Your answer is the lines below, exactly, from the one that contains "and binary wiring" through the one that contains "read or parsed", both included.

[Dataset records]
************

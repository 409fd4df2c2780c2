//! `tracking-codes` command line

use anyhow::{bail, Context, Result};
use clap::{Parser, Subcommand};
use std::path::PathBuf;
use tc_core::simulate::{default_seeds, load_seeds};
use tc_core::{init_tracing, Simulator, TrackingConfig};

/// Consent-gated tracking code tooling
#[derive(Parser, Debug)]
#[command(name = "tracking-codes")]
#[command(version, about, long_about = None)]
struct Cli {
    #[command(subcommand)]
    command: Commands,
}

#[derive(Subcommand, Debug)]
enum Commands {
    /// Run a scripted consent and injection session
    Simulate {
        /// Configuration file (TOML); defaults apply when omitted
        #[arg(short, long)]
        config: Option<PathBuf>,

        /// JSON array of `{ "name", "script_content" }` seed inputs
        #[arg(short, long)]
        records: Option<PathBuf>,

        /// Print the report as JSON
        #[arg(long)]
        json: bool,
    },

    /// Validate a configuration file
    CheckConfig {
        #[arg(short, long)]
        config: PathBuf,
    },
}

#[tokio::main]
async fn main() -> Result<()> {
    let cli = Cli::parse();

    match cli.command {
        Commands::Simulate {
            config,
            records,
            json,
        } => {
            let config = match config {
                Some(path) => TrackingConfig::load(&path)
                    .with_context(|| format!("loading {}", path.display()))?,
                None => TrackingConfig::default(),
            };
            init_tracing(&config.logging)?;

            let seeds = match records {
                Some(path) => load_seeds(&path)?,
                None => default_seeds(),
            };

            let report = Simulator::new(config).run(&seeds).await?;
            if json {
                println!("{}", serde_json::to_string_pretty(&report)?);
            } else {
                print!("{}", report.generate_text());
            }

            if !report.passed() {
                bail!("simulation found {} violation(s)", report.violations.len());
            }
        }
        Commands::CheckConfig { config } => {
            let loaded = TrackingConfig::load(&config)
                .with_context(|| format!("loading {}", config.display()))?;
            init_tracing(&loaded.logging)?;
            tracing::info!(path = %config.display(), "configuration is valid");

            println!("{} is valid", config.display());
            println!("{}", toml::to_string_pretty(&loaded)?);
        }
    }

    Ok(())
}
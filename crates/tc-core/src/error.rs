//! Top-level error types

use std::path::PathBuf;
use tc_records::RecordError;

/// Configuration loading and validation failures
#[derive(Debug, thiserror::Error)]
pub enum ConfigError {
    /// File could not be read
    #[error("failed to read config {}: {source}", path.display())]
    Io {
        path: PathBuf,
        #[source]
        source: std::io::Error,
    },

    /// File is not valid TOML for [`crate::TrackingConfig`]
    #[error("failed to parse config: {0}")]
    Parse(#[from] toml::de::Error),

    /// Values parsed but are unusable
    #[error("invalid config: {0}")]
    Invalid(String),
}

/// Errors surfaced by the simulator and binary wiring
#[derive(Debug, thiserror::Error)]
pub enum TrackingError {
    #[error(transparent)]
    Config(#[from] ConfigError),

    #[error(transparent)]
    Record(#[from] RecordError),

    /// Seed file for the simulator could not be read or parsed
    #[error("invalid records file {}: {reason}", path.display())]
    Records { path: PathBuf, reason: String },

    /// A global subscriber is already installed or the filter is bad
    #[error("failed to initialize tracing: {0}")]
    Telemetry(String),
}

impl TrackingError {
    /// Whether the error came from configuration
    #[inline]
    #[must_use]
    pub fn is_config(&self) -> bool {
        matches!(self, Self::Config(_))
    }
}
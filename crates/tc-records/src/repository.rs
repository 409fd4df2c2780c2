//! Tracking code persistence
//!
//! [`TrackingCodeRepository`] is the seam to the relational table. The
//! in-memory implementation keeps rows in a [`DashMap`] and assigns ids from
//! an atomic sequence, like an auto-increment column.

use crate::error::RecordError;
use crate::model::{name_matches, TrackingCode};
use crate::validation::ValidTrackingCode;
use async_trait::async_trait;
use dashmap::DashMap;
use std::cmp::Reverse;
use std::sync::atomic::{AtomicI64, Ordering};
use std::sync::Arc;
use tc_model::{Clock, OwnerId, RecordId, SystemClock};

/// Storage for tracking codes
#[async_trait]
pub trait TrackingCodeRepository: Send + Sync {
    /// Records owned by `owner`, newest first, optionally filtered by a
    /// case-insensitive substring of the name
    async fn list_for_owner(
        &self,
        owner: OwnerId,
        name_filter: Option<&str>,
    ) -> Result<Vec<TrackingCode>, RecordError>;

    /// Look up a record regardless of owner
    async fn find(&self, id: RecordId) -> Result<Option<TrackingCode>, RecordError>;

    /// Persist a new record for `owner`
    async fn insert(
        &self,
        owner: OwnerId,
        fields: ValidTrackingCode,
    ) -> Result<TrackingCode, RecordError>;

    /// Replace name and script of an existing record
    async fn update(
        &self,
        id: RecordId,
        fields: ValidTrackingCode,
    ) -> Result<TrackingCode, RecordError>;

    /// Delete a record; returns whether it existed
    async fn delete(&self, id: RecordId) -> Result<bool, RecordError>;
}

/// In-memory repository
#[derive(Debug)]
pub struct InMemoryTrackingCodeRepository {
    rows: DashMap<RecordId, TrackingCode>,
    next_id: AtomicI64,
    clock: Arc<dyn Clock>,
}

impl InMemoryTrackingCodeRepository {
    /// Empty repository on the wall clock
    #[inline]
    #[must_use]
    pub fn new() -> Self {
        Self::with_clock(Arc::new(SystemClock))
    }

    /// Empty repository stamping rows from `clock`
    #[inline]
    #[must_use]
    pub fn with_clock(clock: Arc<dyn Clock>) -> Self {
        Self {
            rows: DashMap::new(),
            next_id: AtomicI64::new(1),
            clock,
        }
    }

    /// Total number of rows across all owners
    #[inline]
    #[must_use]
    pub fn len(&self) -> usize {
        self.rows.len()
    }

    /// Whether no rows exist
    #[inline]
    #[must_use]
    pub fn is_empty(&self) -> bool {
        self.rows.is_empty()
    }
}

impl Default for InMemoryTrackingCodeRepository {
    fn default() -> Self {
        Self::new()
    }
}

#[async_trait]
impl TrackingCodeRepository for InMemoryTrackingCodeRepository {
    async fn list_for_owner(
        &self,
        owner: OwnerId,
        name_filter: Option<&str>,
    ) -> Result<Vec<TrackingCode>, RecordError> {
        let mut rows: Vec<TrackingCode> = self
            .rows
            .iter()
            .filter(|row| row.owner_id == owner)
            .filter(|row| name_filter.map_or(true, |needle| name_matches(&row.name, needle)))
            .map(|row| row.value().clone())
            .collect();

        rows.sort_by_key(|row| Reverse((row.created_at, row.id)));
        Ok(rows)
    }

    async fn find(&self, id: RecordId) -> Result<Option<TrackingCode>, RecordError> {
        Ok(self.rows.get(&id).map(|row| row.value().clone()))
    }

    async fn insert(
        &self,
        owner: OwnerId,
        fields: ValidTrackingCode,
    ) -> Result<TrackingCode, RecordError> {
        let id = RecordId(self.next_id.fetch_add(1, Ordering::SeqCst));
        let now = self.clock.now();
        let row = TrackingCode {
            id,
            owner_id: owner,
            name: fields.name().to_string(),
            script_content: fields.script_content().to_string(),
            created_at: now,
            updated_at: now,
        };
        self.rows.insert(id, row.clone());
        Ok(row)
    }

    async fn update(
        &self,
        id: RecordId,
        fields: ValidTrackingCode,
    ) -> Result<TrackingCode, RecordError> {
        let mut row = self.rows.get_mut(&id).ok_or(RecordError::NotFound(id))?;
        row.name = fields.name().to_string();
        row.script_content = fields.script_content().to_string();
        row.updated_at = self.clock.now();
        Ok(row.value().clone())
    }

    async fn delete(&self, id: RecordId) -> Result<bool, RecordError> {
        Ok(self.rows.remove(&id).is_some())
    }
}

************

-- WRITTEN ANSWER --
/// Errors surfaced by the simulator and binary wiring
#[derive(Debug, thiserror::Error)]
pub enum TrackingError {
    #[error(transparent)]
    Config(#[from] ConfigError),

    #[error(transparent)]
    Record(#[from] RecordError),

    /// Seed file for the simulator could not be read or parsed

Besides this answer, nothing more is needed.